White working-class children are being failed by education and everyone has forgotten about it. 

This must be true, because Tuesday’s urgent report on the education progress of white working-class children is officially titled The Forgotten, so certain are the report’s authors of this fundamental fact. 

They were forgotten, the report tells us, when the last report on the subject came out in 2014. They were forgotten in reports issued in both 2008 and 2013 by Ofsted.

Absolutely no one was paying attention in 2013 when the universities minister suggested that white working-class boys should be targeted and recruited as if they were disadvantaged ethnic minorities, and there was absolute silence when the Conservative party’s State of the Nation - Educational Failings report focused on white working-class children in 2006.

The word they’re looking for isn’t “forgotten”. It’s ignored

Has the phrase ‘white privilege’ really affected working-class pupils in schools? 

If we are to believe recommendations four and five of the latest report, the explanation for decades of neglect is clear: the education of white working-class children is being ignored because of the existence of the words “white privilege” - a phrase coined by US scholar Peggy McIntosh in the 1980s, which entered common UK circulation roughly 18 months ago. 

Though the report’s authors offer no evidence that any school in the country has ever used this phrase, its terrifying power is apparently so great that it has wrought total devastation on vast swathes of the nation. White working-class children are “casualties of the culture war” waged by “our woke elites”. “Wokeism” has “crushed the working class”, while “woke dogma” has “brainwashed” children. 

“Systemic neglect” of poor white children, cry the people last seen denying the existence of systemic bias, “may” have been caused by “woke terminology”.
If it seems to you that the word “may” is doing an enormous amount of heavy lifting there, you are not alone.

Maybe “wokeism” and the phrase “white privilege” have created a situation in which the poorest Britons leave school with the fewest GCSEs, the lowest rate of educational progress, and the least chance of accessing level 6 qualifications. Or maybe, as the report itself suggests, this is the deliberate product of decades of educational design.

Let us consider the evidence. Did critical race theory travel back in time and force my white working-class grandfather to leave school at 14? No?
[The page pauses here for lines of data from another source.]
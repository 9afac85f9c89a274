//! OpenAI-compatible chat completions client.

use std::time::{Duration, Instant};

use async_trait::async_trait;
use serde::{Deserialize, Serialize};
use tracing::{debug, warn};

use super::{GenerationClient, GenerationError, GenerationOutput};

pub const DEFAULT_BASE_URL: &str = "https://api.openai.com/v1";
pub const DEFAULT_MODEL: &str = "gpt-4o-mini";
pub const DEFAULT_TIMEOUT: Duration = Duration::from_secs(60);
pub const DEFAULT_TEMPERATURE: f32 = 0.7;

const SYSTEM_MESSAGE: &str = "You are a fitness scientist. You reply with a single JSON object \
and nothing else.";

/// Connection settings for [`OpenAiClient`].
#[derive(Debug, Clone, PartialEq)]
pub struct OpenAiConfig {
    /// API root, e.g. `https://api.openai.com/v1`. `/chat/completions` is
    /// appended.
    pub base_url: String,
    pub model: String,
    pub api_key: Option<String>,
    pub timeout: Duration,
    pub temperature: f32,
}

impl Default for OpenAiConfig {
    fn default() -> Self {
        Self {
            base_url: DEFAULT_BASE_URL.to_owned(),
            model: DEFAULT_MODEL.to_owned(),
            api_key: None,
            timeout: DEFAULT_TIMEOUT,
            temperature: DEFAULT_TEMPERATURE,
        }
    }
}

/// HTTP client for a chat completions endpoint.
pub struct OpenAiClient {
    client: reqwest::Client,
    config: OpenAiConfig,
}

#[derive(Debug, Serialize)]
struct ChatRequest<'a> {
    model: &'a str,
    messages: [ChatMessage<'a>; 2],
    temperature: f32,
    response_format: ResponseFormat,
}

#[derive(Debug, Serialize)]
struct ChatMessage<'a> {
    role: &'static str,
    content: &'a str,
}

#[derive(Debug, Serialize)]
struct ResponseFormat {
    #[serde(rename = "type")]
    kind: &'static str,
}

#[derive(Debug, Deserialize)]
struct ChatResponse {
    #[serde(default)]
    model: Option<String>,
    #[serde(default)]
    choices: Vec<Choice>,
    #[serde(default)]
    usage: Option<Usage>,
}

#[derive(Debug, Deserialize)]
struct Choice {
    message: ChoiceMessage,
}

#[derive(Debug, Deserialize)]
struct ChoiceMessage {
    #[serde(default)]
    content: Option<String>,
}

#[derive(Debug, Deserialize)]
struct Usage {
    prompt_tokens: Option<u32>,
    completion_tokens: Option<u32>,
}

#[derive(Debug, Deserialize)]
struct ErrorEnvelope {
    error: ErrorBody,
}

#[derive(Debug, Deserialize)]
struct ErrorBody {
    #[serde(default)]
    code: Option<String>,
    #[serde(default, rename = "type")]
    kind: Option<String>,
}

impl OpenAiClient {
    /// Build a client. The timeout applies to each whole request.
    pub fn new(config: OpenAiConfig) -> Result<Self, GenerationError> {
        let client = reqwest::Client::builder()
            .timeout(config.timeout)
            .build()
            .map_err(GenerationError::Request)?;
        Ok(Self { client, config })
    }

    /// Create a client reusing an existing [`reqwest::Client`]. The
    /// client's own timeout applies.
    pub fn with_client(client: reqwest::Client, config: OpenAiConfig) -> Self {
        Self { client, config }
    }

    fn endpoint(&self) -> String {
        format!("{}/chat/completions", self.config.base_url.trim_end_matches('/'))
    }

    fn map_transport(&self, err: reqwest::Error) -> GenerationError {
        if err.is_timeout() {
            GenerationError::Timeout(self.config.timeout)
        } else {
            GenerationError::Request(err)
        }
    }
}

#[async_trait]
impl GenerationClient for OpenAiClient {
    fn name(&self) -> &str {
        "openai"
    }

    fn model(&self) -> &str {
        &self.config.model
    }

    async fn generate(&self, prompt: &str) -> Result<GenerationOutput, GenerationError> {
        let body = ChatRequest {
            model: &self.config.model,
            messages: [
                ChatMessage {
                    role: "system",
                    content: SYSTEM_MESSAGE,
                },
                ChatMessage {
                    role: "user",
                    content: prompt,
                },
            ],
            temperature: self.config.temperature,
            response_format: ResponseFormat { kind: "json_object" },
        };

        let started = Instant::now();
        let mut request = self.client.post(self.endpoint()).json(&body);
        if let Some(key) = self.config.api_key.as_deref() {
            request = request.bearer_auth(key);
        }

        let response = request.send().await.map_err(|e| self.map_transport(e))?;
        let status = response.status();
        let text = response.text().await.map_err(|e| self.map_transport(e))?;
        let elapsed_ms = u64::try_from(started.elapsed().as_millis()).unwrap_or(u64::MAX);

        if !status.is_success() {
            let err = classify_failure(status.as_u16(), text);
            warn!(status = status.as_u16(), error = %err, "chat completion failed");
            return Err(err);
        }

        let output = decode_completion(&text, &self.config.model, elapsed_ms)?;
        debug!(
            model = %output.model,
            elapsed_ms,
            prompt_tokens = ?output.prompt_tokens,
            completion_tokens = ?output.completion_tokens,
            "chat completion received"
        );
        Ok(output)
    }
}

/// Map a non-2xx reply to an error, separating rate limits from the rest.
fn classify_failure(status: u16, body: String) -> GenerationError {
    if status == 429 {
        return GenerationError::RateLimited(body);
    }
    if let Ok(envelope) = serde_json::from_str::<ErrorEnvelope>(&body) {
        let code = envelope.error.code.as_deref().unwrap_or_default();
        let kind = envelope.error.kind.as_deref().unwrap_or_default();
        if code == "rate_limit_exceeded" || kind == "rate_limit_exceeded" {
            return GenerationError::RateLimited(body);
        }
    }
    GenerationError::Api { status, body }
}

fn decode_completion(
    body: &str,
    requested_model: &str,
    elapsed_ms: u64,
) -> Result<GenerationOutput, GenerationError> {
    let parsed: ChatResponse =
        serde_json::from_str(body).map_err(|e| GenerationError::Decode(e.to_string()))?;

    let text = parsed
        .choices
        .into_iter()
        .next()
        .and_then(|c| c.message.content)
        .filter(|t| !t.trim().is_empty())
        .ok_or(GenerationError::EmptyResponse)?;

    let (prompt_tokens, completion_tokens) = parsed
        .usage
        .map(|u| (u.prompt_tokens, u.completion_tokens))
        .unwrap_or((None, None));

    Ok(GenerationOutput {
        text,
        model: parsed.model.unwrap_or_else(|| requested_model.to_owned()),
        prompt_tokens,
        completion_tokens,
        elapsed_ms,
    })
}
Well then, maybe Black Lives Matter - whose devilishly clever Marxist ways should never be underestimated - set up the tripartite system of education in England, Wales and Northern Ireland in 1945, which streamed working-class children into technical education and shut them out from academic qualifications and futures. 
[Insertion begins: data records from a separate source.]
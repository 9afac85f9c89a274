//! Persistence gateway used by the pipeline.
//!
//! The pipeline never touches SQL directly; it goes through
//! [`WorkoutStore`]. [`PgStore`] backs it with PostgreSQL and
//! [`MemoryStore`] keeps everything in process for tests and dry runs.

pub mod memory;
pub mod postgres;

use anyhow::Result;
use async_trait::async_trait;
use chrono::{DateTime, Utc};
use uuid::Uuid;

use liftgen_db::models::{Exercise, Workout, WorkoutExerciseDetail};
use liftgen_db::queries::exercises::NewExercise;
use liftgen_db::queries::workouts::{NewWorkout, NewWorkoutExercise};

pub use memory::MemoryStore;
pub use postgres::PgStore;

/// The operations the generation pipeline needs from storage.
#[async_trait]
pub trait WorkoutStore: Send + Sync {
    /// Whether the user is an administrator. Unknown users are not.
    async fn is_admin(&self, user_id: Uuid) -> Result<bool>;

    /// Workouts the user created inside `(window_start, window_end]`.
    async fn count_workouts_since(
        &self,
        user_id: Uuid,
        window_start: DateTime<Utc>,
        window_end: DateTime<Utc>,
    ) -> Result<i64>;

    async fn find_exercise_by_search_key(&self, search_key: &str) -> Result<Option<Exercise>>;

    /// Insert a canonical exercise. Returns `None` if the search key is
    /// already taken.
    async fn insert_exercise(&self, new: &NewExercise<'_>) -> Result<Option<Exercise>>;

    async fn get_workout(&self, id: Uuid) -> Result<Option<Workout>>;

    /// A workout's link rows joined with their exercises, in order.
    async fn list_workout_exercises(&self, workout_id: Uuid) -> Result<Vec<WorkoutExerciseDetail>>;

    /// Insert a workout and its link rows atomically.
    async fn insert_workout(
        &self,
        workout: &NewWorkout<'_>,
        links: &[NewWorkoutExercise<'_>],
    ) -> Result<Workout>;
}

const _: () = {
    fn _assert_object_safe(_: &dyn WorkoutStore) {}
};
//! Query functions, one module per table family.

pub mod exercises;
pub mod profiles;
pub mod workouts;
//! Database query functions for the canonical `exercises` table.

use anyhow::{Context, Result};
use sqlx::PgPool;
use uuid::Uuid;

use crate::models::{Exercise, MovementType};

/// Parameters for inserting a new canonical exercise.
#[derive(Debug, Clone)]
pub struct NewExercise<'a> {
    pub name: &'a str,
    pub search_key: &'a str,
    pub primary_muscles: &'a [String],
    pub secondary_muscles: &'a [String],
    pub equipment: Option<&'a str>,
    pub movement_type: Option<MovementType>,
}

/// Look up an exercise by its normalized search key.
pub async fn find_by_search_key(pool: &PgPool, search_key: &str) -> Result<Option<Exercise>> {
    let exercise = sqlx::query_as::<_, Exercise>("SELECT * FROM exercises WHERE search_key = $1")
        .bind(search_key)
        .fetch_optional(pool)
        .await
        .with_context(|| format!("failed to look up exercise by search key {search_key:?}"))?;

    Ok(exercise)
}

/// Fetch an exercise by ID.
pub async fn get_exercise(pool: &PgPool, id: Uuid) -> Result<Option<Exercise>> {
    let exercise = sqlx::query_as::<_, Exercise>("SELECT * FROM exercises WHERE id = $1")
        .bind(id)
        .fetch_optional(pool)
        .await
        .context("failed to fetch exercise")?;

    Ok(exercise)
}

/// Insert a canonical exercise.
///
/// Returns `None` when another row already owns the search key, which
/// happens when two requests race to create the same exercise. The caller
/// should re-read the existing row.
pub async fn insert_exercise(pool: &PgPool, new: &NewExercise<'_>) -> Result<Option<Exercise>> {
    let exercise = sqlx::query_as::<_, Exercise>(
        "INSERT INTO exercises \
         (name, search_key, primary_muscles, secondary_muscles, equipment, movement_type) \
         VALUES ($1, $2, $3, $4, $5, $6) \
         ON CONFLICT (search_key) DO NOTHING \
         RETURNING *",
    )
    .bind(new.name)
    .bind(new.search_key)
    .bind(new.primary_muscles)
    .bind(new.secondary_muscles)
    .bind(new.equipment)
    .bind(new.movement_type)
    .fetch_optional(pool)
    .await
    .with_context(|| format!("failed to insert exercise {:?}", new.name))?;

    Ok(exercise)
}

/// List all canonical exercises, alphabetically.
pub async fn list_exercises(pool: &PgPool) -> Result<Vec<Exercise>> {
    let exercises = sqlx::query_as::<_, Exercise>("SELECT * FROM exercises ORDER BY name ASC")
        .fetch_all(pool)
        .await
        .context("failed to list exercises")?;

    Ok(exercises)
}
Don’t like that explanation? Perhaps “wokeism” invented the distinction between CSEs and O levels and allowed nearly half of all young people to leave school in 1969 with no graded qualifications whatsoever. 
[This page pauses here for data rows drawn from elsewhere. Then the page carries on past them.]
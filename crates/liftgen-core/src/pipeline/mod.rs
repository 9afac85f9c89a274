//! End-to-end workout generation.
//!
//! ```text
//! validate -> quota -> prompt -> model (repair loop) -> canonicalize
//!          -> summarize -> persist (one transaction) -> workout id
//! ```
//!
//! Every stage runs before the single write, so a failure anywhere leaves
//! no workout behind.

pub mod response;

use std::sync::Arc;

use anyhow::Context;
use chrono::{DateTime, Utc};
use serde::Serialize;
use tracing::{info, warn};
use uuid::Uuid;

use liftgen_db::models::Workout;
use liftgen_db::queries::workouts::{NewWorkout, NewWorkoutExercise};

use crate::generation::{GenerationClient, GenerationError};
use crate::matcher::{self, MatchError};
use crate::parse::WorkoutExercise;
use crate::parse::repair::{self, RepairError};
use crate::quota;
use crate::request::{GenerationRequest, ValidationError};
use crate::store::WorkoutStore;
use crate::summary::{self, SummaryInput};

pub use response::GenerationResponse;

/// Weight unit recorded on every link row.
pub const DEFAULT_WEIGHT_UNIT: &str = "lbs";

/// Per-request handle: who is asking and where to read and write.
#[derive(Clone)]
pub struct RequestContext {
    pub user_id: Uuid,
    pub store: Arc<dyn WorkoutStore>,
}

impl RequestContext {
    pub fn new(user_id: Uuid, store: Arc<dyn WorkoutStore>) -> Self {
        Self { user_id, store }
    }
}

/// Tunables for [`generate_workout`].
#[derive(Debug, Clone, PartialEq, Eq)]
pub struct PipelineConfig {
    /// Repair-loop ceiling, clamped to 1..=5.
    pub max_attempts: u32,
    pub weight_unit: String,
}

impl Default for PipelineConfig {
    fn default() -> Self {
        Self {
            max_attempts: repair::DEFAULT_MAX_ATTEMPTS,
            weight_unit: DEFAULT_WEIGHT_UNIT.to_owned(),
        }
    }
}

#[derive(Debug, thiserror::Error)]
pub enum PipelineError {
    #[error(transparent)]
    Validation(#[from] ValidationError),

    #[error("daily generation limit reached ({used}/{limit})")]
    QuotaExceeded { used: i64, limit: i64 },

    #[error("model provider is rate limiting requests")]
    ProviderRateLimited(#[source] GenerationError),

    #[error("workout generation failed")]
    Generation(#[source] RepairError),

    #[error("could not check generation quota: {0:#}")]
    QuotaCheck(anyhow::Error),

    #[error("could not resolve exercise {exercise:?}")]
    Canonicalization {
        exercise: String,
        #[source]
        source: MatchError,
    },

    #[error("could not save workout: {0:#}")]
    Persistence(anyhow::Error),
}

impl PipelineError {
    /// Machine-readable category for callers.
    pub fn error_type(&self) -> &'static str {
        match self {
            Self::Validation(_) => "validation",
            Self::QuotaExceeded { .. } | Self::ProviderRateLimited(_) => "rate_limit",
            Self::Generation(_) => "generation",
            Self::QuotaCheck(_) | Self::Canonicalization { .. } | Self::Persistence(_) => {
                "persistence"
            }
        }
    }

    /// Message safe to show an end user.
    pub fn user_message(&self) -> String {
        match self {
            Self::Validation(e) => e.to_string(),
            Self::QuotaExceeded { limit, .. } => format!(
                "You have reached the limit of {limit} workout generations per 24 hours. \
                 Please try again later."
            ),
            Self::ProviderRateLimited(_) => {
                "The workout generator is busy right now. Please try again in a few minutes."
                    .to_owned()
            }
            Self::Generation(_) => "Failed to generate a valid workout. Please try again.".to_owned(),
            Self::QuotaCheck(_) | Self::Canonicalization { .. } | Self::Persistence(_) => {
                "Failed to save the workout. Please try again.".to_owned()
            }
        }
    }
}

/// Denormalized copy of the final workout kept in `workouts.workout_data`.
#[derive(Debug, Serialize)]
struct WorkoutData<'a> {
    exercises: Vec<&'a WorkoutExercise>,
    total_duration_minutes: u32,
    muscle_groups_targeted: &'a str,
    joint_groups_affected: &'a str,
    equipment_needed: &'a str,
}

/// Run the whole pipeline for one request and return the stored workout.
///
/// `now` anchors the quota window.
pub async fn generate_workout(
    ctx: &RequestContext,
    client: &dyn GenerationClient,
    config: &PipelineConfig,
    request: GenerationRequest,
    now: DateTime<Utc>,
) -> Result<Workout, PipelineError> {
    let user_id = ctx.user_id;
    let store = ctx.store.as_ref();

    let request = request.validate().inspect_err(|e| {
        info!(user_id = %user_id, error = %e, "generation request rejected");
    })?;

    let status = quota::check_quota(store, user_id, now)
        .await
        .map_err(PipelineError::QuotaCheck)?;
    if status.is_exhausted() {
        warn!(user_id = %user_id, used = status.used, "daily generation limit reached");
        return Err(PipelineError::QuotaExceeded {
            used: status.used,
            limit: status.limit,
        });
    }

    info!(
        user_id = %user_id,
        client = client.name(),
        model = client.model(),
        exercise_count = request.exercise_count,
        muscle_focus = ?request.muscle_focus,
        workout_focus = ?request.workout_focus,
        "generating workout"
    );

    let outcome = repair::generate_with_repair(client, &request, config.max_attempts)
        .await
        .map_err(|e| match e {
            RepairError::RateLimited(inner) => PipelineError::ProviderRateLimited(inner),
            other => PipelineError::Generation(other),
        })?;

    let resolved = matcher::canonicalize_workout(store, &outcome.workout)
        .await
        .map_err(|(exercise, source)| PipelineError::Canonicalization { exercise, source })?;

    let inputs: Vec<SummaryInput<'_>> = resolved
        .iter()
        .map(|r| SummaryInput {
            primary_muscles: r.entry.primary_muscles.as_deref().unwrap_or_default(),
            equipment: r.entry.equipment.as_deref(),
            sets: r.entry.sets,
            rest_seconds: r.entry.rest_time_seconds,
        })
        .collect();
    let summary = summary::calculate_summary(&inputs);

    let parsed = &outcome.workout;
    let muscles_joined = summary.primary_muscles_targeted.join(", ");
    let equipment_joined = summary.equipment_needed.join(", ");
    let total_duration = parsed
        .total_duration_minutes
        .unwrap_or(summary.estimated_duration_minutes);

    let data = WorkoutData {
        exercises: resolved.iter().map(|r| &r.entry).collect(),
        total_duration_minutes: total_duration,
        muscle_groups_targeted: non_blank_or(&parsed.muscle_groups_targeted, &muscles_joined),
        joint_groups_affected: &parsed.joint_groups_affected,
        equipment_needed: non_blank_or(&parsed.equipment_needed, &equipment_joined),
    };
    let workout_data = serde_json::to_value(&data)
        .context("failed to serialize workout data")
        .map_err(PipelineError::Persistence)?;

    let new = NewWorkout {
        user_id,
        workout_data: &workout_data,
        total_duration_minutes: to_i32(total_duration),
        muscle_groups_targeted: data.muscle_groups_targeted,
        joint_groups_affected: data.joint_groups_affected,
        equipment_needed: data.equipment_needed,
        raw_ai_response: &outcome.raw_text,
        ai_model: &outcome.model,
        prompt_tokens: outcome.telemetry.prompt_tokens.map(to_i32),
        completion_tokens: outcome.telemetry.completion_tokens.map(to_i32),
        generation_time_ms: Some(i64::try_from(outcome.telemetry.elapsed_ms).unwrap_or(i64::MAX)),
        parse_attempts: to_i32(outcome.attempts),
        muscle_focus: &request.muscle_focus,
        workout_focus: &request.workout_focus,
        exercise_count: to_i32(request.exercise_count),
        special_instructions: request.special_instructions.as_deref(),
        total_sets: to_i32(summary.total_sets),
        total_exercises: to_i32(summary.total_exercises),
        estimated_duration_minutes: to_i32(summary.estimated_duration_minutes),
        primary_muscles_targeted: &summary.primary_muscles_targeted,
        equipment_needed_array: &summary.equipment_needed,
    };

    let links: Vec<NewWorkoutExercise<'_>> = resolved
        .iter()
        .enumerate()
        .map(|(i, r)| NewWorkoutExercise {
            exercise_id: r.exercise_id,
            order_index: to_i32(u32::try_from(i + 1).unwrap_or(u32::MAX)),
            sets: to_i32(r.entry.sets),
            reps: to_i32(r.entry.reps),
            rest_seconds: to_i32(r.entry.rest_time_seconds),
            weight_unit: &config.weight_unit,
            weight_recommendation_type: None,
            weight_recommendation_value: None,
            rationale: Some(r.entry.rationale.as_str()).filter(|s| !s.is_empty()),
        })
        .collect();

    let workout = store
        .insert_workout(&new, &links)
        .await
        .map_err(PipelineError::Persistence)?;

    info!(
        user_id = %user_id,
        workout_id = %workout.id,
        parse_attempts = outcome.attempts,
        new_exercises = resolved.iter().filter(|r| r.created).count(),
        estimated_minutes = summary.estimated_duration_minutes,
        "workout generated"
    );

    Ok(workout)
}

fn non_blank_or<'a>(value: &'a str, fallback: &'a str) -> &'a str {
    if value.trim().is_empty() { fallback } else { value }
}

fn to_i32(v: u32) -> i32 {
    i32::try_from(v).unwrap_or(i32::MAX)
}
Perhaps the power of wokeism is, in fact, so great that it invented the entire, 1,000-year-old structure of the class system of the United Kingdom. It probably invented feudalism while it was at it, too. Just to be mean.

Death by a million education cuts

The “white privilege” section of the report has done exactly what it was precision-designed to do: make sure that white working-class children are ignored. Again. Lob an easy culture-war hand grenade into the mix, and the rest of the report will get conveniently lost in the resulting fog of war and words. 

And there are crucial critiques about the current trends in education being raised behind that smoke screen, the most staggering of which is the insistent suggestion that all the educational reforms of the Michael Gove era and beyond have done precisely nothing. EBacc? Nothing. Knowledge-rich curriculum? Nothing. 

Also lost in the tabloid confusion: dramatic cuts to pupil premium funding, the underfunding of catch-up plans, the closure of Sure Start centres, and all the rest of the death by a million cuts that has been slowly enacted upon education in the name of austerity.

Take a glance at the smoking ruins of the media hellscape created by this report, and one thing becomes very clear. The phrase “white privilege” has indeed allowed the educational attainment of white working-class children to be forgotten. Again. Because all anyone is talking about is the phrase “white privilege”. 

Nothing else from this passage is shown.